WORK ITEM = Only the lines of the data holding the string "Identifiers" need to be returned.

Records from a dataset

Segment Open

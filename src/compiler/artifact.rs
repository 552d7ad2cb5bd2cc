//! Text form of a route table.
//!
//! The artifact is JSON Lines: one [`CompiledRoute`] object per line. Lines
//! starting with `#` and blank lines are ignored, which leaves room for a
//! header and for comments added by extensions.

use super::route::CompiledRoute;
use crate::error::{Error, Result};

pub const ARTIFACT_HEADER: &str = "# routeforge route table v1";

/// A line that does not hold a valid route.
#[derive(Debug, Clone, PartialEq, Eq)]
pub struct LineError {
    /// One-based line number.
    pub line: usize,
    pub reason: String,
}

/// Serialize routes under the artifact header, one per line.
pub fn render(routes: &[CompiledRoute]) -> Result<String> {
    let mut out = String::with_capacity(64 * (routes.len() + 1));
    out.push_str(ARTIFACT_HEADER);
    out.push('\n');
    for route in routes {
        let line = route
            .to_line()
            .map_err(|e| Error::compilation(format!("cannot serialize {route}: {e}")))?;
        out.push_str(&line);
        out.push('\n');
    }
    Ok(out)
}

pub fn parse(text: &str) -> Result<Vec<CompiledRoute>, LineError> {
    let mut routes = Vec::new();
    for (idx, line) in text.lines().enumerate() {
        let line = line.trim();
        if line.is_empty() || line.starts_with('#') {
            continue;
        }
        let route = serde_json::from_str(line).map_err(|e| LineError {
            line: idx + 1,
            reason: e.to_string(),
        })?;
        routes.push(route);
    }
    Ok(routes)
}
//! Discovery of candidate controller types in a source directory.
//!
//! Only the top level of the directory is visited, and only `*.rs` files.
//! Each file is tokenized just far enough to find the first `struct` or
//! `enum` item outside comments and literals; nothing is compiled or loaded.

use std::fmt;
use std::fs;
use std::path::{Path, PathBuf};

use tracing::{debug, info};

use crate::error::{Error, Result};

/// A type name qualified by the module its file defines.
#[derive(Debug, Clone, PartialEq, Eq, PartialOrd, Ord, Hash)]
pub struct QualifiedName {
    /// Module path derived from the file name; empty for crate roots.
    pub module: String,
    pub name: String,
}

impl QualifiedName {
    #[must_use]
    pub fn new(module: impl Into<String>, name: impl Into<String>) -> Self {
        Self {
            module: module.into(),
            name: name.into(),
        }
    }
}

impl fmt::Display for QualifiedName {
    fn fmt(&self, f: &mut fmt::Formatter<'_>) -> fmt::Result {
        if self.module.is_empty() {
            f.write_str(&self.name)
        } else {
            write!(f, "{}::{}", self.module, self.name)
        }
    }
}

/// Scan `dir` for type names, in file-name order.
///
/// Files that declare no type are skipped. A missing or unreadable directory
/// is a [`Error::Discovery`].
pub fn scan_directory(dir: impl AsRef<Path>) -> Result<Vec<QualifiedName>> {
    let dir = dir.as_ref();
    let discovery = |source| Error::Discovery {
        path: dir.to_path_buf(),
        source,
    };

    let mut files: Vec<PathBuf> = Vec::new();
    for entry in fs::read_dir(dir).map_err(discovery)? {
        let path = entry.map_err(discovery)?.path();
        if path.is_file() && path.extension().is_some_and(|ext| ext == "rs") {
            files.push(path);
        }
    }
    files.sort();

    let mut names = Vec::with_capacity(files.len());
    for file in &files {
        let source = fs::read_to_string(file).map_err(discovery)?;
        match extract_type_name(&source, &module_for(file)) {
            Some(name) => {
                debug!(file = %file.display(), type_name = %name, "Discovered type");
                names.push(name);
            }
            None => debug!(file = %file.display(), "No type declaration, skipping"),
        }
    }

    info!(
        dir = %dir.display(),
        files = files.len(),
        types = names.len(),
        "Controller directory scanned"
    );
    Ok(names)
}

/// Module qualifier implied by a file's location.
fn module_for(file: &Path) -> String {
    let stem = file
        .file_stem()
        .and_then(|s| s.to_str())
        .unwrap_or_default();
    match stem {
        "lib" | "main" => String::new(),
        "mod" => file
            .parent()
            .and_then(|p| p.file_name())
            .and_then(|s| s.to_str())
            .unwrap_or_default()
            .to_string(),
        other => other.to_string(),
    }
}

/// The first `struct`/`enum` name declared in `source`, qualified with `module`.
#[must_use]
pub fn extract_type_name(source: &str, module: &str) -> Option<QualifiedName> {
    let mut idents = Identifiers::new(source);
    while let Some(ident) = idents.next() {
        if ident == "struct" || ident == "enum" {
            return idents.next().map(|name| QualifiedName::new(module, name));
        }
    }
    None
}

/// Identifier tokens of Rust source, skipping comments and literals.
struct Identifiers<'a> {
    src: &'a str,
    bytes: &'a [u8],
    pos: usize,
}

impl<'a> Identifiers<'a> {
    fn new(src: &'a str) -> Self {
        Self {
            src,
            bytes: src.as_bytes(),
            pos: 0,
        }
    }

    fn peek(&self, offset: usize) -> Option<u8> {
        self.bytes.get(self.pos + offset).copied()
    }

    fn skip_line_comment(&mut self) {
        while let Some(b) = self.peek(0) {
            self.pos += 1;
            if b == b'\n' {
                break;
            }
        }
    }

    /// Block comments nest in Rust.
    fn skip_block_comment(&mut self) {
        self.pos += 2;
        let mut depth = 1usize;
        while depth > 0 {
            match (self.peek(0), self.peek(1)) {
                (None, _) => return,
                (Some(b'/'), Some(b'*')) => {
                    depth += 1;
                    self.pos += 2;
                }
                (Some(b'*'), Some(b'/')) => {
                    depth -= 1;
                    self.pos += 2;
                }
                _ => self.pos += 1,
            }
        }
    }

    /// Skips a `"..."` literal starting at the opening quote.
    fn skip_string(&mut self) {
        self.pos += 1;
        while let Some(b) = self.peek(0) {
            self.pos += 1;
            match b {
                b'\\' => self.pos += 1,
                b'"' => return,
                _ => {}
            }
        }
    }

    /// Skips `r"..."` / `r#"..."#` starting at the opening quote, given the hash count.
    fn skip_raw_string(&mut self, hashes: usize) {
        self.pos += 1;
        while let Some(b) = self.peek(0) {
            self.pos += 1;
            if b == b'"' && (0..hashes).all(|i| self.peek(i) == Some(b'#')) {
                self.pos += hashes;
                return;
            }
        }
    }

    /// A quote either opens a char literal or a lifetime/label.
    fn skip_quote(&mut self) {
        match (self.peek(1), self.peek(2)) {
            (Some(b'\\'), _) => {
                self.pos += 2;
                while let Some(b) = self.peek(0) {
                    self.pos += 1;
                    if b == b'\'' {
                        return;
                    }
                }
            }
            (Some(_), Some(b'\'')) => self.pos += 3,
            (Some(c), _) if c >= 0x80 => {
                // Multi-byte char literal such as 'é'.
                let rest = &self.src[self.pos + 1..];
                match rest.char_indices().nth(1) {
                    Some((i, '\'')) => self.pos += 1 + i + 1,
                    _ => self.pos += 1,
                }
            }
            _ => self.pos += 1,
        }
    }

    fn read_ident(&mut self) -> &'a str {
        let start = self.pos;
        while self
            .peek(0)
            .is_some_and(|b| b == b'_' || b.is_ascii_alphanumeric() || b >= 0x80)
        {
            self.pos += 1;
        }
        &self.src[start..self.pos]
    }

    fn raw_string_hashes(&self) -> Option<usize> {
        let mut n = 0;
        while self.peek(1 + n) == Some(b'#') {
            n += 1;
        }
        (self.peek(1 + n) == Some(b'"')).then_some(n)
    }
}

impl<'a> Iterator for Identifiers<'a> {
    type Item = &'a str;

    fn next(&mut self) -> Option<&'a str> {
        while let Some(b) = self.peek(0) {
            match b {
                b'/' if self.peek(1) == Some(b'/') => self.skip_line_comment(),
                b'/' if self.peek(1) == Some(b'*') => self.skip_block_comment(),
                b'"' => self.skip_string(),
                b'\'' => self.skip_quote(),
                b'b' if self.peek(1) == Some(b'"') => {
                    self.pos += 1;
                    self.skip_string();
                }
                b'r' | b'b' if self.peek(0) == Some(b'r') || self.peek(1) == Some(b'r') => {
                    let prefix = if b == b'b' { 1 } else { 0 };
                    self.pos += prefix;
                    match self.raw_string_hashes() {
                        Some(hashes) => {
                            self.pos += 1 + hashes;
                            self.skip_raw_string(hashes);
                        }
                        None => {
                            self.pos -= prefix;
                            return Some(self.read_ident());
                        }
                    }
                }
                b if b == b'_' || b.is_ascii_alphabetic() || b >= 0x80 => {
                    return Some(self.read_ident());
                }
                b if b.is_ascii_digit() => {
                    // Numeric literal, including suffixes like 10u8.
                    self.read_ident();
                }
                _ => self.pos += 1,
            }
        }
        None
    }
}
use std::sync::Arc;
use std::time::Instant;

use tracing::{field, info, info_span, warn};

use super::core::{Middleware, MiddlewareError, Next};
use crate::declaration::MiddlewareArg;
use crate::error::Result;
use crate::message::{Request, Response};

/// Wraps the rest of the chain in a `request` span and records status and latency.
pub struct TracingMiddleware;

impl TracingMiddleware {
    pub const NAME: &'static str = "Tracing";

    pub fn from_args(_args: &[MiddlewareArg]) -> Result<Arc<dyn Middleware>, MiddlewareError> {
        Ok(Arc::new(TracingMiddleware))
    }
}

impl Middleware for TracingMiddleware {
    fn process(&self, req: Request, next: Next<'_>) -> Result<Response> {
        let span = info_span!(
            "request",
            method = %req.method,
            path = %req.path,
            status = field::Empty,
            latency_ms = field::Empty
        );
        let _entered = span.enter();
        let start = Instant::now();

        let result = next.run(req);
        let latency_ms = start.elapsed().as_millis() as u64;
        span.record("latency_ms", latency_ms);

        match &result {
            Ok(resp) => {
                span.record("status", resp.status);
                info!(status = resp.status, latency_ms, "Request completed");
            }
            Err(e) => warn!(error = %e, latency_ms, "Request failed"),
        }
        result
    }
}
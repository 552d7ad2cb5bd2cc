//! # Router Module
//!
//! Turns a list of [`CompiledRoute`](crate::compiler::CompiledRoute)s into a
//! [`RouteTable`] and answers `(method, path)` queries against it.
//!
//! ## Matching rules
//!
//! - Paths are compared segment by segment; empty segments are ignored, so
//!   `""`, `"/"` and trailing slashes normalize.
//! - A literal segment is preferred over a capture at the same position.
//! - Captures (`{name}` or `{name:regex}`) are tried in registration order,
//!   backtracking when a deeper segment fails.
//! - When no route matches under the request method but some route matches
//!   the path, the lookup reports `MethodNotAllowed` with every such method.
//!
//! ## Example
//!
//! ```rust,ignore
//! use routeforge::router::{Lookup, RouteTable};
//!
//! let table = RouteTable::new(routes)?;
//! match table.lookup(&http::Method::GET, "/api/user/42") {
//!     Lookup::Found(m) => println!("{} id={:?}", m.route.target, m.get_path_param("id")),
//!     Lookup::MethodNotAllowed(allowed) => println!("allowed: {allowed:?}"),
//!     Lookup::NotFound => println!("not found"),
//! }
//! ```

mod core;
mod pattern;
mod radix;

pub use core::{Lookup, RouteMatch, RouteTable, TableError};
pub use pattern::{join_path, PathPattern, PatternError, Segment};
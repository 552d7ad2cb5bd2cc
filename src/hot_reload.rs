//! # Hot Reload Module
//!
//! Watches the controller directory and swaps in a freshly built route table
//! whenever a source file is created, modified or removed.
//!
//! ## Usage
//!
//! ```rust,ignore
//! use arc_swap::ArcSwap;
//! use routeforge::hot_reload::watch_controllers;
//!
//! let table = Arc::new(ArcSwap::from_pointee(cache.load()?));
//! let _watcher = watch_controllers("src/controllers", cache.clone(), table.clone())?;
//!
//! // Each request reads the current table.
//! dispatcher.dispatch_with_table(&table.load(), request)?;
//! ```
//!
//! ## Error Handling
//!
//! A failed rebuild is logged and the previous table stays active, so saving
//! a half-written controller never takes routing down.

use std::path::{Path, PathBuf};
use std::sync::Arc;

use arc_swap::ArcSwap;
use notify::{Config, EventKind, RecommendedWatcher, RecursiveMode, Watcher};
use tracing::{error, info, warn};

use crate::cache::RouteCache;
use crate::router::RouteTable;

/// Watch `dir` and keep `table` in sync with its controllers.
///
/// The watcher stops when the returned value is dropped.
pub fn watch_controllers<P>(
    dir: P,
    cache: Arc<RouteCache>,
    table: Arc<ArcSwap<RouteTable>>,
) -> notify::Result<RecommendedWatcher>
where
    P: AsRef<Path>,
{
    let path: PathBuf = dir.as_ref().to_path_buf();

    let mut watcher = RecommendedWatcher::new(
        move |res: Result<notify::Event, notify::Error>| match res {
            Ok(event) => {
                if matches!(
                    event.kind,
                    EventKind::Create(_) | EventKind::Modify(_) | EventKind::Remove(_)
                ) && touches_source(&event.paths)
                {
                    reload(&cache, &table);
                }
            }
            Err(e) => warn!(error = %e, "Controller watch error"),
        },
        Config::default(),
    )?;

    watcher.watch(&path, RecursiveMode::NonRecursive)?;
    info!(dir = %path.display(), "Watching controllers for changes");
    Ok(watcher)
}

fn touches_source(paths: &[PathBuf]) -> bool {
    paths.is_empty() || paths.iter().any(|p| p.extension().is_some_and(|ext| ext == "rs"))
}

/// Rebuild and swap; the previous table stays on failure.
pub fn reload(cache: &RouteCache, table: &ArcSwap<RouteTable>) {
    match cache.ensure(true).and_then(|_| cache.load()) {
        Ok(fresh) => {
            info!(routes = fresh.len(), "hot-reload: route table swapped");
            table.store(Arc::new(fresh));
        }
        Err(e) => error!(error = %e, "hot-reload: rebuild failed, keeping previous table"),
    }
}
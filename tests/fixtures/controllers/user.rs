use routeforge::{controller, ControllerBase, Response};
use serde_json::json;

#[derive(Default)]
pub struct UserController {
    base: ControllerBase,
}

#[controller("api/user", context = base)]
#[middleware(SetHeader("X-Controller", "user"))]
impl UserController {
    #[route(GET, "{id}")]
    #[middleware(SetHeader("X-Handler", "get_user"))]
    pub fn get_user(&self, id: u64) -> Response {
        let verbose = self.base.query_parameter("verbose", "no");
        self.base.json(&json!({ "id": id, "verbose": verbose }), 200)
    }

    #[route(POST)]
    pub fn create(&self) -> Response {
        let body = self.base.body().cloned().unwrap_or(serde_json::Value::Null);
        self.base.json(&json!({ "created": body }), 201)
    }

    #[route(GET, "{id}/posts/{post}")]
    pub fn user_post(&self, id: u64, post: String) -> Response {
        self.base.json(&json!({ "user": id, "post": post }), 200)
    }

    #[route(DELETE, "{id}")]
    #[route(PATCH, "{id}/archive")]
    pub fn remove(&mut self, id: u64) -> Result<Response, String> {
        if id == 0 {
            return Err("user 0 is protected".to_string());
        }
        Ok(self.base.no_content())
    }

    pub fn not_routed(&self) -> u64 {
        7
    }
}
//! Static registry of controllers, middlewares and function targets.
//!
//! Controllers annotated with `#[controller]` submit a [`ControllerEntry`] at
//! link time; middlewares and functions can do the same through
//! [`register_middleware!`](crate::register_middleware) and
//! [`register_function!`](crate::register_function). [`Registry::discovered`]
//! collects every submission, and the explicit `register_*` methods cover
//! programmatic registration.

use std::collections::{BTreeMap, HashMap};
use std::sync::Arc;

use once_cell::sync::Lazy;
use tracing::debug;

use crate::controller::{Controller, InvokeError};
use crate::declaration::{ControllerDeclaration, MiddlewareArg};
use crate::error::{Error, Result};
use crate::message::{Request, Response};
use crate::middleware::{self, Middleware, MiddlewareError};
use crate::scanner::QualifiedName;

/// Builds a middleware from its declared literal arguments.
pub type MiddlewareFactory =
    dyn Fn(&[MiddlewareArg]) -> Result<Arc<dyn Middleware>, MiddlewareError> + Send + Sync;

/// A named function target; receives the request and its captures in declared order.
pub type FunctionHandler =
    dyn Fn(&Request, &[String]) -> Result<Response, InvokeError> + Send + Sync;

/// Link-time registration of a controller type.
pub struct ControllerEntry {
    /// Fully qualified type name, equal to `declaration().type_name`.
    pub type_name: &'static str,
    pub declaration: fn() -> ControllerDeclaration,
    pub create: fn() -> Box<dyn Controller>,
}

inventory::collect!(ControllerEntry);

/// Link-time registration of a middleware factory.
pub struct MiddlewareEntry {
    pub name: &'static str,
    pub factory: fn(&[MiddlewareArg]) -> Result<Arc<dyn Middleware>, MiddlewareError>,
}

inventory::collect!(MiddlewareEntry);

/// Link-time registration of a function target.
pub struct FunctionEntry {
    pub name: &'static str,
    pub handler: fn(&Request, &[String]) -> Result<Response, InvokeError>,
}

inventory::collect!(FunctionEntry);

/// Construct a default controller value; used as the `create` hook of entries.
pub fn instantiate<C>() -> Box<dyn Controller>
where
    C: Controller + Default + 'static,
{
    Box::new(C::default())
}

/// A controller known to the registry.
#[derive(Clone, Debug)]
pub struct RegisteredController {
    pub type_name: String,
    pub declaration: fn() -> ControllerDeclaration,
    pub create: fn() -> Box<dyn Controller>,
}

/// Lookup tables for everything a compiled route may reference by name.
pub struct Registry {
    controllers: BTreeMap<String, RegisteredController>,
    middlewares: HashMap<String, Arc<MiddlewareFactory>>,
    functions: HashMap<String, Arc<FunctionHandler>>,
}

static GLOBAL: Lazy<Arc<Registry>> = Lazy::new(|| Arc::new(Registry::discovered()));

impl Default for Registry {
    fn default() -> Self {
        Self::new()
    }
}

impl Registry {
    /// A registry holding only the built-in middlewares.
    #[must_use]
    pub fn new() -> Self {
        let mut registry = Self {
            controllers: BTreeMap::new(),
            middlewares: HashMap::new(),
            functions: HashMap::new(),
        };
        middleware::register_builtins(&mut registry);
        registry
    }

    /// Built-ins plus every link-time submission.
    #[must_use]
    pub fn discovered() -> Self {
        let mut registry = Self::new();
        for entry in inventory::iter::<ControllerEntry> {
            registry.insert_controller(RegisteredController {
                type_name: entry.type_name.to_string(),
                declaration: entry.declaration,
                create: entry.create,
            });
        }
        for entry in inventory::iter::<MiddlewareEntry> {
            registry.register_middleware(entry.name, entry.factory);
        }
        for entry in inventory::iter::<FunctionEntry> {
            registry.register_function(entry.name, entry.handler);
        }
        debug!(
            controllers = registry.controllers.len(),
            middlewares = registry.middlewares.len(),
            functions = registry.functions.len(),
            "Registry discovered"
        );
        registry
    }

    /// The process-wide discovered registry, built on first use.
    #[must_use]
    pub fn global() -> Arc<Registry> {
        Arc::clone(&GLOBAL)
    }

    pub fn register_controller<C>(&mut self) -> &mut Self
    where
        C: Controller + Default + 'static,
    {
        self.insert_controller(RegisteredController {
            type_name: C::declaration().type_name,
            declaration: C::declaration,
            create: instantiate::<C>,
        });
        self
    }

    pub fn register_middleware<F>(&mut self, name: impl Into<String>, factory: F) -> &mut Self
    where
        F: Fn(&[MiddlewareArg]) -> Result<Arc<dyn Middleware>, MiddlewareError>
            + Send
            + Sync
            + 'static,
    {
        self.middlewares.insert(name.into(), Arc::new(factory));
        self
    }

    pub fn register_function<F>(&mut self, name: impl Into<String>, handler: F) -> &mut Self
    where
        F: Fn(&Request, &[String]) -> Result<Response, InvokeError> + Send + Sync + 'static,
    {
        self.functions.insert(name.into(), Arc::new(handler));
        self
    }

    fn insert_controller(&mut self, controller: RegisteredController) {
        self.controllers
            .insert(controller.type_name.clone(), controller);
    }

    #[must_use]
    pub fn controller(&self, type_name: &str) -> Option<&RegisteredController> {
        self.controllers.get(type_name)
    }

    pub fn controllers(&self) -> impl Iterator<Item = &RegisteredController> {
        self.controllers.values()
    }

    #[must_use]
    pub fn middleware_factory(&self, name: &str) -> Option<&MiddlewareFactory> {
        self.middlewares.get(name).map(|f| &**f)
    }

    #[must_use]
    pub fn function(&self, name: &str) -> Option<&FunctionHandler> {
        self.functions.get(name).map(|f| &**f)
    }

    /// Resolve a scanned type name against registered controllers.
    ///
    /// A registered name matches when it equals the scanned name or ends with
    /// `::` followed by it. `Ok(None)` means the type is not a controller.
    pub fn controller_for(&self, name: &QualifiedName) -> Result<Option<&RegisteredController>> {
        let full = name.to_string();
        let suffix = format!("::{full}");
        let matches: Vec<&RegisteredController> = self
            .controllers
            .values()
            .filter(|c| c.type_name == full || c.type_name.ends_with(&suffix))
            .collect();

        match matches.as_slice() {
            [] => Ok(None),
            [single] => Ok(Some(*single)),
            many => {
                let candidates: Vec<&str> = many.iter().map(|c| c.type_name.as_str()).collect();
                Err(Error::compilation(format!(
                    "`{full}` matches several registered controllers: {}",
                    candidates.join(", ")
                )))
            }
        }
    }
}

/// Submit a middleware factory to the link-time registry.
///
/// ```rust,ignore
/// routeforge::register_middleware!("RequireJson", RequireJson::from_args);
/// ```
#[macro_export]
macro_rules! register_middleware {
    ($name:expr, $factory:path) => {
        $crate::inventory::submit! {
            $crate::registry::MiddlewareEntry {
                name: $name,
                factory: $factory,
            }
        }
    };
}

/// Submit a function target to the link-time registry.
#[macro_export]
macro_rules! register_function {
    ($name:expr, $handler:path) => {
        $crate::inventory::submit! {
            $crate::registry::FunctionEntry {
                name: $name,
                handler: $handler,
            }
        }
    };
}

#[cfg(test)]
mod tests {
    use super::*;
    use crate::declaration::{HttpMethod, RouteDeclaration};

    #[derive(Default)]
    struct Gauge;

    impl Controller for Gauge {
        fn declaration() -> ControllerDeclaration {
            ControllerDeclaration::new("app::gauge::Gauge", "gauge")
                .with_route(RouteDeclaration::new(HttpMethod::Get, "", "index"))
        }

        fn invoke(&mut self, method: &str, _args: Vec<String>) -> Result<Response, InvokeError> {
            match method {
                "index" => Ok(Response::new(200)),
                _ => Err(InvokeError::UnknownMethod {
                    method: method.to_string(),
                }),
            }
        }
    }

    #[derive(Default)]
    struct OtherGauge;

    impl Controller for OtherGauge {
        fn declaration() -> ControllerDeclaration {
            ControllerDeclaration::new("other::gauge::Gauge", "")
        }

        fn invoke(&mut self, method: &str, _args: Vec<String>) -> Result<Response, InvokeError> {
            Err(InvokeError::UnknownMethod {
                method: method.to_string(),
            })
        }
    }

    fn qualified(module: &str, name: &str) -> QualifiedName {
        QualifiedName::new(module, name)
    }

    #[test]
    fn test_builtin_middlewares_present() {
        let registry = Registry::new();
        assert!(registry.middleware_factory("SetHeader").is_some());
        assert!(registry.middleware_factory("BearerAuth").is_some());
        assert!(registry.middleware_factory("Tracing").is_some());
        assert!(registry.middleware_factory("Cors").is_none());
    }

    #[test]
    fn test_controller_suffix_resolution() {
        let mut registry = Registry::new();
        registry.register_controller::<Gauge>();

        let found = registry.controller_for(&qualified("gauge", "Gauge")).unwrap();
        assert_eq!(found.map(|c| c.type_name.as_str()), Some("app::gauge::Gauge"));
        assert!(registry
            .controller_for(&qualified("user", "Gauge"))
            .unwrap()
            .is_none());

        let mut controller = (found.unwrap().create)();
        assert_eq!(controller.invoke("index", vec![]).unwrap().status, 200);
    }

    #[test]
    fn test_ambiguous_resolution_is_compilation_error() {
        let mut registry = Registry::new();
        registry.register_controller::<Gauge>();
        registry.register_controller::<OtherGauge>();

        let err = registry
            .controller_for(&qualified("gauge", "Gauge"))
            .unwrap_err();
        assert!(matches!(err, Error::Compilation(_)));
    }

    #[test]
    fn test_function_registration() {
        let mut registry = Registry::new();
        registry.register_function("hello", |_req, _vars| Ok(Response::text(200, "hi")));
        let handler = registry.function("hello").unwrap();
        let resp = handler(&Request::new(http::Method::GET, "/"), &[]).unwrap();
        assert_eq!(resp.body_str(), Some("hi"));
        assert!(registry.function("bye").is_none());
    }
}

Segment Closed

YOUR SOLUTION =
    let mut idents = Identifiers::new(source);
struct Identifiers<'a> {
impl<'a> Identifiers<'a> {
impl<'a> Iterator for Identifiers<'a> {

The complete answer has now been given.